---- Data to examine

//! 搜索引擎
//!
//! 实现 Minimax + Alpha-Beta 剪枝与主变跟踪

use chess_core::{BoardState, Color, Move, MoveGenerator};
use rand::seq::SliceRandom;
use tracing::{debug, warn};

use crate::evaluate::{Evaluator, MATE_SCORE};

/// 搜索引擎
///
/// 同步、深度优先、递归；一次搜索阻塞调用方直到完成。
/// 搜索只在克隆局面上展开，绝不触碰调用方的活动局面。
pub struct SearchEngine {
    evaluator: Evaluator,
    nodes_searched: u64,
}

impl SearchEngine {
    /// 创建新的搜索引擎
    pub fn new(evaluator: Evaluator) -> Self {
        Self {
            evaluator,
            nodes_searched: 0,
        }
    }

    /// 使用默认权重创建
    pub fn with_default_evaluator() -> Self {
        Self::new(Evaluator::default())
    }

    /// 获取评估器
    pub fn evaluator(&self) -> &Evaluator {
        &self.evaluator
    }

    /// 获取上次搜索的节点数
    pub fn nodes_searched(&self) -> u64 {
        self.nodes_searched
    }

    /// 搜索最佳走法
    ///
    /// 先做一层杀棋扫描：若某个根走法让对方被将军且无应着，立即返回，
    /// 不再深入搜索。否则对每个根走法做 depth-1 的 minimax，
    /// 按根走子方视角取极值（白方取最大，黑方取最小）。
    pub fn find_best_move(&mut self, state: &BoardState, depth: u8) -> Option<Move> {
        self.nodes_searched = 0;

        let moves = MoveGenerator::generate_legal(state);
        if moves.is_empty() {
            return None;
        }

        // 一步杀扫描
        for mv in &moves {
            let mut next = state.clone();
            next.apply_move(mv);
            if MoveGenerator::is_checkmate(&next) {
                debug!("发现一步杀: {}", mv);
                return Some(*mv);
            }
        }

        let maximizing = state.side_to_move == Color::White;
        let mut best: Option<(i32, Move)> = None;

        for mv in &moves {
            let mut next = state.clone();
            next.apply_move(mv);

            let (score, _) = self.minimax(
                &next,
                depth.saturating_sub(1),
                i32::MIN + 1,
                i32::MAX - 1,
                !maximizing,
            );

            let better = match best {
                None => true,
                Some((best_score, _)) => {
                    if maximizing {
                        score > best_score
                    } else {
                        score < best_score
                    }
                }
            };
            if better {
                best = Some((score, *mv));
            }
        }

        debug!(
            "搜索完成: depth={}, nodes={}",
            depth, self.nodes_searched
        );

        match best {
            Some((_, mv)) => Some(mv),
            None => {
                // 防御性回退：存在合法走法时首个走法必然入选，正常不可达
                warn!("未能选出最佳走法，回退为随机合法走法");
                moves.choose(&mut rand::thread_rng()).copied()
            }
        }
    }

    /// Minimax + Alpha-Beta 搜索，返回 (分值, 主变)
    ///
    /// 深度为 0 时返回静态评估。无合法走法时：被将军返回对被将死方
    /// 不利的决定性分值（剩余深度越大越极端，偏好更快的杀棋），
    /// 否则为逼和返回 0。
    pub fn minimax(
        &mut self,
        state: &BoardState,
        depth: u8,
        mut alpha: i32,
        mut beta: i32,
        maximizing: bool,
    ) -> (i32, Vec<Move>) {
        self.nodes_searched += 1;

        if depth == 0 {
            return (self.evaluator.evaluate(state).total, Vec::new());
        }

        let moves = MoveGenerator::generate_legal(state);
        if moves.is_empty() {
            if MoveGenerator::is_in_check(&state.board, state.side_to_move) {
                let magnitude = MATE_SCORE + depth as i32;
                let score = match state.side_to_move {
                    Color::White => -magnitude,
                    Color::Black => magnitude,
                };
                return (score, Vec::new());
            }
            return (0, Vec::new());
        }

        let mut best_score = if maximizing { i32::MIN } else { i32::MAX };
        let mut best_line = Vec::new();

        for mv in moves {
            let mut next = state.clone();
            next.apply_move(&mv);

            let (score, continuation) = self.minimax(&next, depth - 1, alpha, beta, !maximizing);

            let better = if maximizing {
                score > best_score
            } else {
                score < best_score
            };
            if better {
                best_score = score;
                best_line = Vec::with_capacity(continuation.len() + 1);
                best_line.push(mv);
                best_line.extend(continuation);
            }

            if maximizing {
                alpha = alpha.max(best_score);
            } else {
                beta = beta.min(best_score);
            }
            if alpha >= beta {
                break; // 剪枝
            }
        }

        (best_score, best_line)
    }
}

impl Default for SearchEngine {
    fn default() -> Self {
        Self::with_default_evaluator()
    }
}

--------

Problem description:
Although the records may continue, retype only the lines from the first one through the one containing "pub fn with_default_evaluator()", exactly as they appear.

Written solution:
//! 搜索引擎
//!
//! 实现 Minimax + Alpha-Beta 剪枝与主变跟踪

use chess_core::{BoardState, Color, Move, MoveGenerator};
use rand::seq::SliceRandom;
use tracing::{debug, warn};

use crate::evaluate::{Evaluator, MATE_SCORE};

/// 搜索引擎
///
/// 同步、深度优先、递归；一次搜索阻塞调用方直到完成。
/// 搜索只在克隆局面上展开，绝不触碰调用方的活动局面。
pub struct SearchEngine {
    evaluator: Evaluator,
    nodes_searched: u64,
}

impl SearchEngine {
    /// 创建新的搜索引擎
    pub fn new(evaluator: Evaluator) -> Self {
        Self {
            evaluator,
            nodes_searched: 0,
        }
    }

    /// 使用默认权重创建
    pub fn with_default_evaluator() -> Self {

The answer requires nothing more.